1107A questa semplice e schietta osservazione fatta sulle cose di tutto il gener umano, se altro non ce ne fusse pur giunto da’ filosofi, storici, gramatici, giureconsulti, si direbbe certamente questa essere la gran cittá delle nazioni fondata e governata da Dio. Imperciocché sono con eterne lodi di sappienti legislatori innalzati al cielo i Ligurghi, i Soloni, i decemviri, perocché si è finor oppinato che co’ loro buoni ordini e buone leggi avesser fondato le tre piú luminose cittá che sfolgorassero mai delle piú belle e piú grandi virtú civili, quali sono state Sparta, Atene e Roma; le quali pure furono di brieve durata e pur di corta distesa, a riguardo dell’universo de’ popoli, ordinato con tali ordini e fermo con tali leggi, che dalle stesse sue corrottene prenda quelle forme di Stati, con le quali unicamente possa dappertutto conservarsi e perpetuamente durare. E non dobbiam dire ciò esser consiglio d’una sovrumana sapienza? la quale, senza forza di leggi (che, per la loro forza, Dione ci disse sopra, nelle Degnitá, essere simigliano al tiranno), ma facendo uso degli stessi costumi degli uomini (de’ quali le costumanze sono tanto libere d’ogni forza quanto lo è agli uomini celebrare la lor natura, onde lo stesso Dione ci disse le costumanze essere simili al re, perché comandano con piacere), ella divinamente la regola e la conduce?
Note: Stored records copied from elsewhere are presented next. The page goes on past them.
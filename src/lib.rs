//! # ilpconv - Conversion of Linear Optimization Instances
//!
//! `ilpconv` reads integer and pseudo-Boolean linear optimization instances
//! from common input formats, converts them to an exact rational
//! intermediate representation and writes them in solver-input dialects.
//! Targets that only accept constraints with few terms are served by
//! splitting long constraints with auxiliary variables.
//!
//! ## Crate Structure
//!
//! - [`types`]: variables, domains, coefficients and linear constraints
//! - [`instances`]: the [`instances::Instance`] representation and the
//!   readers and writers in [`instances::fio`]
//! - [`transforms`]: direction resolution, numeric normalization and
//!   constraint splitting
//! - [`pipeline`]: the conversion driver with its format registry and
//!   output sinks
//! - [`options`]: string options for readers and writers
//!
//! ## Supported Formats
//!
//! | Key         | Read | Write | Description                           |
//! |-------------|------|-------|---------------------------------------|
//! | `mps`       | yes  |       | Free MPS                              |
//! | `lp`        | yes  |       | CPLEX LP subset                       |
//! | `pisinger`  | yes  |       | Pisinger knapsack streams             |
//! | `fznimf`    | yes  |       | FlatZinc subset                       |
//! | `inc`       | yes  | yes   | Lossless internal exchange format     |
//! | `sugar`     |      | yes   | Sugar CSP                             |
//! | `aspartame` |      | yes   | ASP facts, at most three terms        |
//! | `casp`      |      | yes   | Clingcon programs, at most three terms|
//!
//! ## Features
//!
//! - `fxhash`: use the faster hash maps of `rustc-hash` (default)
//! - `compression`: transparently read and write compressed files
//!   (`.bz2`, `.gz`, `.xz`)
//! - `serde`: serialization of the basic types

pub mod instances;
pub mod options;
pub mod pipeline;
pub mod transforms;
pub mod types;

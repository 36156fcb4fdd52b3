//! # Common Types for Linear Instances
//!
//! Common types used throughout the library to guarantee type safety.

use std::{fmt, ops};

use num_rational::Rational64;
use num_traits::{One, Signed};
use thiserror::Error;

pub mod constraints;
pub use constraints::{LinConstraint, Relation};

/// The hash map to use throughout the library
#[cfg(feature = "fxhash")]
pub type RsHashMap<K, V> = rustc_hash::FxHashMap<K, V>;
#[cfg(not(feature = "fxhash"))]
pub type RsHashMap<K, V> = std::collections::HashMap<K, V>;

/// Coefficients and constants are exact rationals. Formats that only know
/// integers produce coefficients with denominator 1.
pub type Coeff = Rational64;

/// Type representing the identity of a variable in an instance. The index is
/// stable for the lifetime of the instance and unique within it. The memory
/// representation of variables is `u32`.
#[derive(Hash, Eq, PartialEq, PartialOrd, Clone, Copy, Ord, Debug)]
#[cfg_attr(feature = "serde", derive(serde::Serialize, serde::Deserialize))]
#[repr(transparent)]
pub struct Var {
    idx: u32,
}

impl Var {
    /// The maximum index that can be represented.
    pub const MAX_IDX: u32 = u32::MAX - 1;

    /// Creates a new variable with a given index.
    ///
    /// # Panics
    ///
    /// If `idx > Var::MAX_IDX`.
    #[must_use]
    pub fn new(idx: u32) -> Var {
        assert!(idx <= Var::MAX_IDX, "variable index too high");
        Var { idx }
    }

    /// Creates a new variable with a given index.
    ///
    /// # Errors
    ///
    /// [`TypeError::IdxTooHigh`] if `idx > Var::MAX_IDX`.
    pub fn new_with_error(idx: u32) -> Result<Var, TypeError> {
        if idx > Var::MAX_IDX {
            return Err(TypeError::IdxTooHigh(idx, Var::MAX_IDX));
        }
        Ok(Var { idx })
    }

    /// Returns the index of the variable as a `usize`. For the 32 bit index use
    /// [`Var::idx32`].
    #[inline]
    #[must_use]
    pub fn idx(self) -> usize {
        self.idx as usize
    }

    /// Returns the 32 bit index of the variable.
    #[inline]
    #[must_use]
    pub fn idx32(self) -> u32 {
        self.idx
    }
}

/// Incrementing variables
impl ops::Add<u32> for Var {
    type Output = Var;

    fn add(self, rhs: u32) -> Self::Output {
        Var {
            idx: self.idx + rhs,
        }
    }
}

impl ops::AddAssign<u32> for Var {
    fn add_assign(&mut self, rhs: u32) {
        self.idx += rhs;
    }
}

/// Variables can be printed with the [`Display`](std::fmt::Display) trait
impl fmt::Display for Var {
    fn fmt(&self, f: &mut fmt::Formatter<'_>) -> fmt::Result {
        write!(f, "v{}", self.idx)
    }
}

/// More easily creates variables. Mainly used in tests.
///
/// # Examples
///
/// ```
/// use ilpconv::{types::Var, var};
///
/// assert_eq!(var![42], Var::new(42));
/// ```
#[macro_export]
macro_rules! var {
    ($v:expr) => {
        $crate::types::Var::new($v)
    };
}

/// Creates a [`Coeff`] from an integer or a fraction. Mainly used in tests.
///
/// # Examples
///
/// ```
/// use ilpconv::{coeff, types::Coeff};
///
/// assert_eq!(coeff![3], Coeff::from_integer(3));
/// assert_eq!(coeff![1, 2], Coeff::new(1, 2));
/// ```
#[macro_export]
macro_rules! coeff {
    ($n:expr) => {
        $crate::types::Coeff::from_integer($n)
    };
    ($n:expr, $d:expr) => {
        $crate::types::Coeff::new($n, $d)
    };
}

/// The domain of a variable
#[derive(Hash, Eq, PartialEq, Clone, Copy, Debug)]
#[cfg_attr(feature = "serde", derive(serde::Serialize, serde::Deserialize))]
pub enum Domain {
    /// A Boolean variable, taking values 0 or 1
    Bool,
    /// A bounded integer variable with inclusive bounds
    Int {
        /// The lower bound
        lb: i64,
        /// The upper bound
        ub: i64,
    },
}

impl Domain {
    /// Creates an integer domain, checking that it is non-empty
    ///
    /// # Errors
    ///
    /// [`TypeError::EmptyDomain`] if `lb > ub`
    pub fn int(lb: i64, ub: i64) -> Result<Domain, TypeError> {
        if lb > ub {
            return Err(TypeError::EmptyDomain(lb, ub));
        }
        Ok(Domain::Int { lb, ub })
    }

    /// Gets the inclusive bounds of the domain
    #[must_use]
    pub fn bounds(self) -> (i64, i64) {
        match self {
            Domain::Bool => (0, 1),
            Domain::Int { lb, ub } => (lb, ub),
        }
    }

    /// Checks whether a value lies within the domain
    #[must_use]
    pub fn contains(self, val: i64) -> bool {
        let (lb, ub) = self.bounds();
        lb <= val && val <= ub
    }
}

impl fmt::Display for Domain {
    fn fmt(&self, f: &mut fmt::Formatter<'_>) -> fmt::Result {
        match self {
            Domain::Bool => write!(f, "bool"),
            Domain::Int { lb, ub } => write!(f, "{lb}..{ub}"),
        }
    }
}

/// Where a variable comes from
#[derive(Hash, Eq, PartialEq, Clone, Copy, Debug, Default)]
#[cfg_attr(feature = "serde", derive(serde::Serialize, serde::Deserialize))]
pub enum Origin {
    /// Declared in the input instance
    #[default]
    User,
    /// Introduced by a transformation
    Auxiliary,
}

/// Everything known about one variable of an instance
#[derive(Clone, Debug, PartialEq, Eq)]
#[cfg_attr(feature = "serde", derive(serde::Serialize, serde::Deserialize))]
pub struct VarInfo {
    /// The name of the variable, unique within the instance
    pub name: String,
    /// The domain of the variable
    pub domain: Domain,
    /// Whether the variable was declared by the user or introduced later
    pub origin: Origin,
}

/// A weighted variable
#[derive(Clone, Copy, Debug, PartialEq, Eq, Hash)]
#[cfg_attr(feature = "serde", derive(serde::Serialize, serde::Deserialize))]
pub struct Term {
    /// The coefficient of the term
    pub coeff: Coeff,
    /// The variable of the term
    pub var: Var,
}

impl Term {
    /// Creates a new term
    #[must_use]
    pub fn new(coeff: Coeff, var: Var) -> Self {
        Term { coeff, var }
    }

    /// Creates a new term with an integer coefficient
    #[must_use]
    pub fn int(coeff: i64, var: Var) -> Self {
        Term {
            coeff: Coeff::from_integer(coeff),
            var,
        }
    }

    /// Gets the range of values the term can take over a domain
    ///
    /// # Errors
    ///
    /// If the bounds overflow [`Coeff`]
    pub fn value_range(&self, dom: Domain) -> Result<(Coeff, Coeff), TypeError> {
        let (lb, ub) = dom.bounds();
        let at_lb = checked_mul(self.coeff, Coeff::from_integer(lb))?;
        let at_ub = checked_mul(self.coeff, Coeff::from_integer(ub))?;
        if self.coeff.is_negative() {
            Ok((at_ub, at_lb))
        } else {
            Ok((at_lb, at_ub))
        }
    }
}

impl fmt::Display for Term {
    fn fmt(&self, f: &mut fmt::Formatter<'_>) -> fmt::Result {
        if self.coeff.is_one() {
            write!(f, "{}", self.var)
        } else {
            write!(f, "{} {}", self.coeff, self.var)
        }
    }
}

/// Multiplies two coefficients, detecting overflow
pub(crate) fn checked_mul(a: Coeff, b: Coeff) -> Result<Coeff, TypeError> {
    num_traits::CheckedMul::checked_mul(&a, &b).ok_or(TypeError::Overflow)
}

/// Adds two coefficients, detecting overflow
pub(crate) fn checked_add(a: Coeff, b: Coeff) -> Result<Coeff, TypeError> {
    num_traits::CheckedAdd::checked_add(&a, &b).ok_or(TypeError::Overflow)
}

/// Least common multiple of two positive integers, detecting overflow
pub(crate) fn checked_lcm(a: i64, b: i64) -> Result<i64, TypeError> {
    let gcd = num_integer::Integer::gcd(&a, &b);
    (a / gcd).checked_mul(b).ok_or(TypeError::Overflow)
}

/// Errors related to types
#[derive(Error, Debug, Clone, Copy, PartialEq, Eq)]
pub enum TypeError {
    /// The requested index is too high.
    /// Contains the requested and the maximum index.
    #[error("index {0} is too high (maximum {1})")]
    IdxTooHigh(u32, u32),
    /// A domain with lower bound above the upper bound
    #[error("empty domain {0}..{1}")]
    EmptyDomain(i64, i64),
    /// An arithmetic operation on coefficients left the representable range
    #[error("coefficient arithmetic overflowed")]
    Overflow,
}

#[cfg(test)]
mod tests {
    use super::{Domain, Term, TypeError, Var};
    use crate::coeff;

    #[test]
    fn var_index() {
        let x = Var::new(5);
        assert_eq!(x.idx(), 5);
        assert_eq!(x.idx32(), 5);
        assert_eq!(x + 2, Var::new(7));
    }

    #[test]
    fn var_idx_too_high() {
        assert_eq!(
            Var::new_with_error(u32::MAX),
            Err(TypeError::IdxTooHigh(u32::MAX, Var::MAX_IDX))
        );
    }

    #[test]
    fn domain_bounds() {
        assert_eq!(Domain::Bool.bounds(), (0, 1));
        assert_eq!(Domain::int(-3, 4).unwrap().bounds(), (-3, 4));
        assert_eq!(Domain::int(4, -3), Err(TypeError::EmptyDomain(4, -3)));
        assert!(Domain::Bool.contains(1));
        assert!(!Domain::Bool.contains(2));
    }

    #[test]
    fn term_range_negative_coeff() {
        let t = Term::int(-2, Var::new(0));
        assert_eq!(
            t.value_range(Domain::int(1, 3).unwrap()),
            Ok((coeff![-6], coeff![-2]))
        );
        let t = Term::new(coeff![1, 2], Var::new(0));
        assert_eq!(
            t.value_range(Domain::Bool),
            Ok((coeff![0], coeff![1, 2]))
        );
    }
}
#[cfg(test)]
mod tests {
    use std::io::Cursor;

    use super::{decimal_token, parse_coeff, InputStream, NumError, StreamCursor};
    use crate::coeff;

    #[test]
    fn decimal_tokens() {
        assert_eq!(decimal_token("12 x"), Ok((" x", "12")));
        assert_eq!(decimal_token("-1.5e3,"), Ok((",", "-1.5e3")));
        assert_eq!(decimal_token(".25"), Ok(("", ".25")));
        assert_eq!(decimal_token("+3."), Ok(("", "+3.")));
        assert!(decimal_token("x1").is_err());
    }

    #[test]
    fn exact_coeffs() {
        assert_eq!(parse_coeff("12"), Ok(coeff![12]));
        assert_eq!(parse_coeff("-0.25"), Ok(coeff![-1, 4]));
        assert_eq!(parse_coeff("1.5e2"), Ok(coeff![150]));
        assert_eq!(parse_coeff("15e-1"), Ok(coeff![3, 2]));
        assert_eq!(parse_coeff("3/6"), Ok(coeff![1, 2]));
        assert_eq!(parse_coeff("0.000"), Ok(coeff![0]));
        assert_eq!(parse_coeff("1e40"), Err(NumError::OutOfRange));
        assert_eq!(parse_coeff("1/0"), Err(NumError::Invalid));
        assert_eq!(parse_coeff("abc"), Err(NumError::Invalid));
    }

    #[test]
    fn track_position() {
        let mut input = InputStream::new(Cursor::new("ab\ncd\n\n  \nef"));
        let mut buf = String::new();
        assert_eq!(input.read_line(&mut buf).unwrap(), 3);
        assert_eq!(input.position().line, 2);
        assert_eq!(input.position().offset, 3);
        buf.clear();
        input.read_line(&mut buf).unwrap();
        assert!(!input.skip_whitespace().unwrap());
        assert_eq!(input.position().offset, 10);
        assert_eq!(input.position().line, 5);
        buf.clear();
        input.read_line(&mut buf).unwrap();
        assert_eq!(buf, "ef");
        assert!(input.skip_whitespace().unwrap());
    }

    #[test]
    fn seek_seekable() {
        let mut input = InputStream::seekable(Cursor::new("one\ntwo\n"));
        let mut buf = String::new();
        input.read_line(&mut buf).unwrap();
        let cursor = input.cursor(false);
        buf.clear();
        input.read_line(&mut buf).unwrap();
        input
            .seek_to(StreamCursor {
                offset: 0,
                line: 0,
                eof: false,
            })
            .unwrap();
        buf.clear();
        input.read_line(&mut buf).unwrap();
        assert_eq!(buf, "one\n");
        input.seek_to(cursor).unwrap();
        buf.clear();
        input.read_line(&mut buf).unwrap();
        assert_eq!(buf, "two\n");
    }

    #[test]
    fn seek_plain_forward_only() {
        let mut input = InputStream::new(Cursor::new("one\ntwo\n"));
        input
            .seek_to(StreamCursor {
                offset: 4,
                line: 1,
                eof: false,
            })
            .unwrap();
        let mut buf = String::new();
        input.read_line(&mut buf).unwrap();
        assert_eq!(buf, "two\n");
        assert!(input.seek_to(StreamCursor::default()).is_err());
    }
}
1108Perché pur gli uomini hanno essi fatto questo mondo di nazioni (che fu il primo principio incontrastato di questa Scienza, dappoiché disperammo di ritruovarla da’ filosofi e da’ filologi); ma egli è questo mondo, senza dubbio, uscito da una mente spesso diversa ed alle volte tutta contraria e sempre superiore ad essi fini particolari ch’essi uomini si avevan proposti; quali fini ristretti, fatti mezzi per servire a fini piú ampi, gli ha sempre adoperati per conservare l’umana generazione in questa terra. Imperciocché vogliono gli uomini usar la libidine bestiale e disperdere i loro parti, e ne fanno la castitá de’ matrimoni, onde surgono le famiglie; vogliono i padri esercitare smoderatamente gl’imperi paterni sopra i clienti, e gli assoggettiscono agl’imperi civili, onde surgono le cittá; vogliono gli ordini regnanti de’ nobili abusare la libertá signorile sopra i plebei, e vanno in servitú delle leggi, che fanno la libertá popolare; vogliono i popoli liberi sciogliersi dal freno delle lor leggi, e vanno nella soggezion de’ monarchi; vogliono i monarchi in tutti i vizi della dissolutezza, che gli assicuri, invilire i loro sudditi, e gli dispongono a sopportare la schiavitú di nazioni piú forti; vogliono le nazioni disperdere se medesime, e vanno a salvarne gli avanzi dentro le solitudini, donde, qual fenice, nuovamente risurgano. Questo, che fece tutto ciò, fu pur mente, perché ’l fecero gli uomini con intelligenza; non fu fato, perché ’l fecero con elezione; non caso, perché con perpetuitá, sempre cosí faccendo, escono nelle medesime cose.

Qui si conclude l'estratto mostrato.